▶ [Activity]
Where the listing below has a line with "range and constant.", write out exactly that line and every line after it, stopping after the line with "D = F/V (1/h)".
****************
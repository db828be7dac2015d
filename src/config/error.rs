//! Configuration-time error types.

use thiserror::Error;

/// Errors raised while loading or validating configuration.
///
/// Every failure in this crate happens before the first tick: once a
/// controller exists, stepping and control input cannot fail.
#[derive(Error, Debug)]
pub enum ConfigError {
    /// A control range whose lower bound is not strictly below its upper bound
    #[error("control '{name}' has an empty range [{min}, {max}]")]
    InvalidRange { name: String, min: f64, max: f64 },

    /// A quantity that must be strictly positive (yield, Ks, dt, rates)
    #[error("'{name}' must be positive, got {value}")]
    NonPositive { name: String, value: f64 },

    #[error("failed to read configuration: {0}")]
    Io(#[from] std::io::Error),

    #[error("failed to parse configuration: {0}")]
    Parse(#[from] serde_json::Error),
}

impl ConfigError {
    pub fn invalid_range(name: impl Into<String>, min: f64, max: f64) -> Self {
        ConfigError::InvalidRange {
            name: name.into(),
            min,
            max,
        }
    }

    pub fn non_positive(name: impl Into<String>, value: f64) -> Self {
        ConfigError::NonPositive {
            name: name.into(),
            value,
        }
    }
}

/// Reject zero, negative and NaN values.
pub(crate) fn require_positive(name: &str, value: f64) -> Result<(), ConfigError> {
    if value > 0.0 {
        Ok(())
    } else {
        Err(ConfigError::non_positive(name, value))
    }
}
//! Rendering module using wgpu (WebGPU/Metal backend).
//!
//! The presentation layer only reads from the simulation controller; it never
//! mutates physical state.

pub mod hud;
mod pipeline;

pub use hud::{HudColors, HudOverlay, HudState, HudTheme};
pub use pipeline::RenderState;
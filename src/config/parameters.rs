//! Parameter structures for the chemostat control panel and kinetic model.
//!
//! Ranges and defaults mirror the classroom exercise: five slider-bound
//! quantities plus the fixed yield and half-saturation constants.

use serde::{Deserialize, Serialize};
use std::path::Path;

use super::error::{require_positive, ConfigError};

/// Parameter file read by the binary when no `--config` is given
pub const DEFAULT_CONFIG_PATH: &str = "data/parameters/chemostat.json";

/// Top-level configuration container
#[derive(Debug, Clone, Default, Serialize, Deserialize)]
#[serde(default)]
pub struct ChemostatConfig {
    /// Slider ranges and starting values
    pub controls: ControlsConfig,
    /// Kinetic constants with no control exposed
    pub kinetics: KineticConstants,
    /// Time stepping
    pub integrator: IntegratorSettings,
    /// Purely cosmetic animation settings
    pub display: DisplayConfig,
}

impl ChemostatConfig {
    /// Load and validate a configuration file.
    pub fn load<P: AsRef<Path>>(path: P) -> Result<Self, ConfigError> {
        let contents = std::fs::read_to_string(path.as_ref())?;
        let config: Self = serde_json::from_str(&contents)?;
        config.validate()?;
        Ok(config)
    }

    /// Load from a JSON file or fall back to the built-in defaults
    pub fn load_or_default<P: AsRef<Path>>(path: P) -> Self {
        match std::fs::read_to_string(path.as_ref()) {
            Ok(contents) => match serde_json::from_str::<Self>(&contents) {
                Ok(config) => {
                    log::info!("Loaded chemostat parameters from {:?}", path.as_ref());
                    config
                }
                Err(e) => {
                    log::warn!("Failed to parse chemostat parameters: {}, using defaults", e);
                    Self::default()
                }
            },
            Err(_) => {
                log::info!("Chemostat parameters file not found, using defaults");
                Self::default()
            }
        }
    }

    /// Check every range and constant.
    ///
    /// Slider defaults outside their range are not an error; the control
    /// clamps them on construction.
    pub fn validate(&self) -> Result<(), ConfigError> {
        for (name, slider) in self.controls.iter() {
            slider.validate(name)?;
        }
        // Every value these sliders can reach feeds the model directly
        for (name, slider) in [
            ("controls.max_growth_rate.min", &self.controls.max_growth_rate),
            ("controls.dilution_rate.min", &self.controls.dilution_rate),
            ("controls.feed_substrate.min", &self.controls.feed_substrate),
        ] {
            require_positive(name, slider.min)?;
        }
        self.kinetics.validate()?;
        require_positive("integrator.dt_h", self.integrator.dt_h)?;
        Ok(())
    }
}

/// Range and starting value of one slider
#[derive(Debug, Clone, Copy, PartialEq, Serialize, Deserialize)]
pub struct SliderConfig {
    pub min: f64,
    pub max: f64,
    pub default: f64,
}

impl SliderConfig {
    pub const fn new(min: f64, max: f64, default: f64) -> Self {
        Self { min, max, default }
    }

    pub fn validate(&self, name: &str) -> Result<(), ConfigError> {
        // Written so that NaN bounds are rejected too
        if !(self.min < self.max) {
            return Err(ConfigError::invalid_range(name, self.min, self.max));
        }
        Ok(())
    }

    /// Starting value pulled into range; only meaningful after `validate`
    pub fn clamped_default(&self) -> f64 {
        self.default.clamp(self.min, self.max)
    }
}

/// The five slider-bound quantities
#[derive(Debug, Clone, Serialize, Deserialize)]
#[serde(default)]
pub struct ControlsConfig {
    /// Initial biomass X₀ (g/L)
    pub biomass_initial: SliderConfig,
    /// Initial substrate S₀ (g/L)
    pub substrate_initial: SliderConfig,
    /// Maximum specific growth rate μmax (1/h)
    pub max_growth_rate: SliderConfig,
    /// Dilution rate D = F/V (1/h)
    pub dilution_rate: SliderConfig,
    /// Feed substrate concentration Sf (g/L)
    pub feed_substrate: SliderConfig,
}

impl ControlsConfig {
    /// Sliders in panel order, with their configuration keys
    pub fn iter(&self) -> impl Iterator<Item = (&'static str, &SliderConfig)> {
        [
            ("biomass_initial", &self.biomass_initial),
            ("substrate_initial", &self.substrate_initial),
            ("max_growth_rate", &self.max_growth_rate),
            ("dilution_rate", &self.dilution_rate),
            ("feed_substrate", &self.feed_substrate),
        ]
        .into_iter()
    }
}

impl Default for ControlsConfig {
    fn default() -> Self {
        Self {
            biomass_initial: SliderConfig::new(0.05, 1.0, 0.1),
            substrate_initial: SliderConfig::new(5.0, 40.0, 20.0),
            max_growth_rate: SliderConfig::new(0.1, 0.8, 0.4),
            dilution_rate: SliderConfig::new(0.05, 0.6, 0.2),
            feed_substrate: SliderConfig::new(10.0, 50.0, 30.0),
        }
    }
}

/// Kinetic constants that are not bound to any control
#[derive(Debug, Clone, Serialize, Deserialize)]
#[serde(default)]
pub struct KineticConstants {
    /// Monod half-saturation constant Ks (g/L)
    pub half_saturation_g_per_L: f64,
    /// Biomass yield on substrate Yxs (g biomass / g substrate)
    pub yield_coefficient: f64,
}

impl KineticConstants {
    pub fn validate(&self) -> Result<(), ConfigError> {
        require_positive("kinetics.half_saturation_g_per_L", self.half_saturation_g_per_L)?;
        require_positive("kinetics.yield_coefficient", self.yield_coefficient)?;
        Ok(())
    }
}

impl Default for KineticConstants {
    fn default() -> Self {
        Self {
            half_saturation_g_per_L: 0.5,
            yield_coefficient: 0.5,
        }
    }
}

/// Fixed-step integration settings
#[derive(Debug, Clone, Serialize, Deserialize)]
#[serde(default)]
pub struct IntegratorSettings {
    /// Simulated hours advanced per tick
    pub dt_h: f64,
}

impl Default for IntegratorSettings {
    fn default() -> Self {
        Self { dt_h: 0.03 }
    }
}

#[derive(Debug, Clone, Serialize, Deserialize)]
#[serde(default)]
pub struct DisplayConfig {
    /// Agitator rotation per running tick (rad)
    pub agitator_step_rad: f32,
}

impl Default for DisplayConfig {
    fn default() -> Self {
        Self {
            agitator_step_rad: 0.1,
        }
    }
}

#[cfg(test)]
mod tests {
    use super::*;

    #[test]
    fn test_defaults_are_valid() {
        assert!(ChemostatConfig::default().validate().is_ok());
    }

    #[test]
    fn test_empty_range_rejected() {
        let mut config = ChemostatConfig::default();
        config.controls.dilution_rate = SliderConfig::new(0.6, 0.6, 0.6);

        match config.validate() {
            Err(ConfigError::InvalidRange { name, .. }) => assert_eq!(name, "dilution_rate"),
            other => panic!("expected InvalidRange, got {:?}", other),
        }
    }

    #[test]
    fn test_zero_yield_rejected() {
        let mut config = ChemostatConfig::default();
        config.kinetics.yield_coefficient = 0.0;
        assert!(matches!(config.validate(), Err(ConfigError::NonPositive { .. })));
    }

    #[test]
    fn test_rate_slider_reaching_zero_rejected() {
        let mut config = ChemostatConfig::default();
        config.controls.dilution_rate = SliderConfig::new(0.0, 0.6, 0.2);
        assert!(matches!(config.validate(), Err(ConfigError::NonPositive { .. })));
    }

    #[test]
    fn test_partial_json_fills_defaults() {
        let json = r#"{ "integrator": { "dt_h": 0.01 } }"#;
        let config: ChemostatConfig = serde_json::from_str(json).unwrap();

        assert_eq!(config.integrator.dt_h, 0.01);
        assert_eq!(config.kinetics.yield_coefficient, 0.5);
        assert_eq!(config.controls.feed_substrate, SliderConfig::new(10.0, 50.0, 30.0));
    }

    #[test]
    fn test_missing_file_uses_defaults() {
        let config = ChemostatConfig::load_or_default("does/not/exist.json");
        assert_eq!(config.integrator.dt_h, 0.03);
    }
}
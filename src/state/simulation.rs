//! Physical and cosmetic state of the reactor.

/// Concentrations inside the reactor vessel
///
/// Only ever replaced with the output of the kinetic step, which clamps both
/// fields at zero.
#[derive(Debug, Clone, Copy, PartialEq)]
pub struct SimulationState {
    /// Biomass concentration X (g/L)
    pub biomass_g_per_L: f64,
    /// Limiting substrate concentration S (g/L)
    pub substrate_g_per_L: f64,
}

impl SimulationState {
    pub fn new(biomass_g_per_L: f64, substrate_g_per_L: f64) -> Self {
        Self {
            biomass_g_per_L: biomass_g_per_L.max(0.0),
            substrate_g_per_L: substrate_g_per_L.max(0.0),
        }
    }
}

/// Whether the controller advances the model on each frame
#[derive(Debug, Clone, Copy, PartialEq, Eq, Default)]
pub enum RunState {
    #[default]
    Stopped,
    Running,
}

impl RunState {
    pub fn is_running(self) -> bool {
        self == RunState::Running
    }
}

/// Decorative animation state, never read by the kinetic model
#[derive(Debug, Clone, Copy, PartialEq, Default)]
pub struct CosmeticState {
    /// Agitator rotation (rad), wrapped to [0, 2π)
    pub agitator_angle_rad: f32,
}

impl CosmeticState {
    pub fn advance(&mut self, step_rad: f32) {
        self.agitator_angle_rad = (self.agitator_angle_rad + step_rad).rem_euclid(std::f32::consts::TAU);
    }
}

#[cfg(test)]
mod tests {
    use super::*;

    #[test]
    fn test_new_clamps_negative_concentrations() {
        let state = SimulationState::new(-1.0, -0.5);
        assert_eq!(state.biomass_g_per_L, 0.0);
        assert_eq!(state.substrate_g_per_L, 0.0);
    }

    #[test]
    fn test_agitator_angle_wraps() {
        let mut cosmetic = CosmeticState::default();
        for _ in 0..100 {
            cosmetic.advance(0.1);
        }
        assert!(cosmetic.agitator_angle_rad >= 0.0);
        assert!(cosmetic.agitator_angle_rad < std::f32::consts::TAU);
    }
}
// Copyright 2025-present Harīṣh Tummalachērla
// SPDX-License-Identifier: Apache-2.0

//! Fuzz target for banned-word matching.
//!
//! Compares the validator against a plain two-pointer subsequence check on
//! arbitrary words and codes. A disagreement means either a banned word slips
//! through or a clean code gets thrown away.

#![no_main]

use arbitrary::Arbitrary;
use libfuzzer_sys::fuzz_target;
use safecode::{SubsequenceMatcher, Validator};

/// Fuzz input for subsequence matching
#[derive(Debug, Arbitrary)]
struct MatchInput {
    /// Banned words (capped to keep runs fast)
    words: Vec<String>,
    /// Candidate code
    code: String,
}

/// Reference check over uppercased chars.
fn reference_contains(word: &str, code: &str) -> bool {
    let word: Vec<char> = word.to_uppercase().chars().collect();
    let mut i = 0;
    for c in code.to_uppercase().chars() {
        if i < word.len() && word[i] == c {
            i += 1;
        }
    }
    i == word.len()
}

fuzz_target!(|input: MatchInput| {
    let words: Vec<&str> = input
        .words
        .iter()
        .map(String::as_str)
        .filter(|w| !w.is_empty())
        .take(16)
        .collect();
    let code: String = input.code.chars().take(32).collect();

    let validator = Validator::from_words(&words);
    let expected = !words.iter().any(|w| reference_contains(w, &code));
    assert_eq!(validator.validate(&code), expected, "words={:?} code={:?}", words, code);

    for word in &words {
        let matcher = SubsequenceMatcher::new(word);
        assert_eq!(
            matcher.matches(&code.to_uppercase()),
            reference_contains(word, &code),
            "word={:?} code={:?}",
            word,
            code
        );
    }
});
****************
▶ [Exercise output]
    /// Check every range and constant.
    ///
    /// Slider defaults outside their range are not an error; the control
    /// clamps them on construction.
    pub fn validate(&self) -> Result<(), ConfigError> {
        for (name, slider) in self.controls.iter() {
            slider.validate(name)?;
        }
        // Every value these sliders can reach feeds the model directly
        for (name, slider) in [
            ("controls.max_growth_rate.min", &self.controls.max_growth_rate),
            ("controls.dilution_rate.min", &self.controls.dilution_rate),
            ("controls.feed_substrate.min", &self.controls.feed_substrate),
        ] {
            require_positive(name, slider.min)?;
        }
        self.kinetics.validate()?;
        require_positive("integrator.dt_h", self.integrator.dt_h)?;
        Ok(())
    }
}

/// Range and starting value of one slider
#[derive(Debug, Clone, Copy, PartialEq, Serialize, Deserialize)]
pub struct SliderConfig {
    pub min: f64,
    pub max: f64,
    pub default: f64,
}

impl SliderConfig {
    pub const fn new(min: f64, max: f64, default: f64) -> Self {
        Self { min, max, default }
    }

    pub fn validate(&self, name: &str) -> Result<(), ConfigError> {
        // Written so that NaN bounds are rejected too
        if !(self.min < self.max) {
            return Err(ConfigError::invalid_range(name, self.min, self.max));
        }
        Ok(())
    }

    /// Starting value pulled into range; only meaningful after `validate`
    pub fn clamped_default(&self) -> f64 {
        self.default.clamp(self.min, self.max)
    }
}

/// The five slider-bound quantities
#[derive(Debug, Clone, Serialize, Deserialize)]
#[serde(default)]
pub struct ControlsConfig {
    /// Initial biomass X₀ (g/L)
    pub biomass_initial: SliderConfig,
    /// Initial substrate S₀ (g/L)
    pub substrate_initial: SliderConfig,
    /// Maximum specific growth rate μmax (1/h)
    pub max_growth_rate: SliderConfig,
    /// Dilution rate D = F/V (1/h)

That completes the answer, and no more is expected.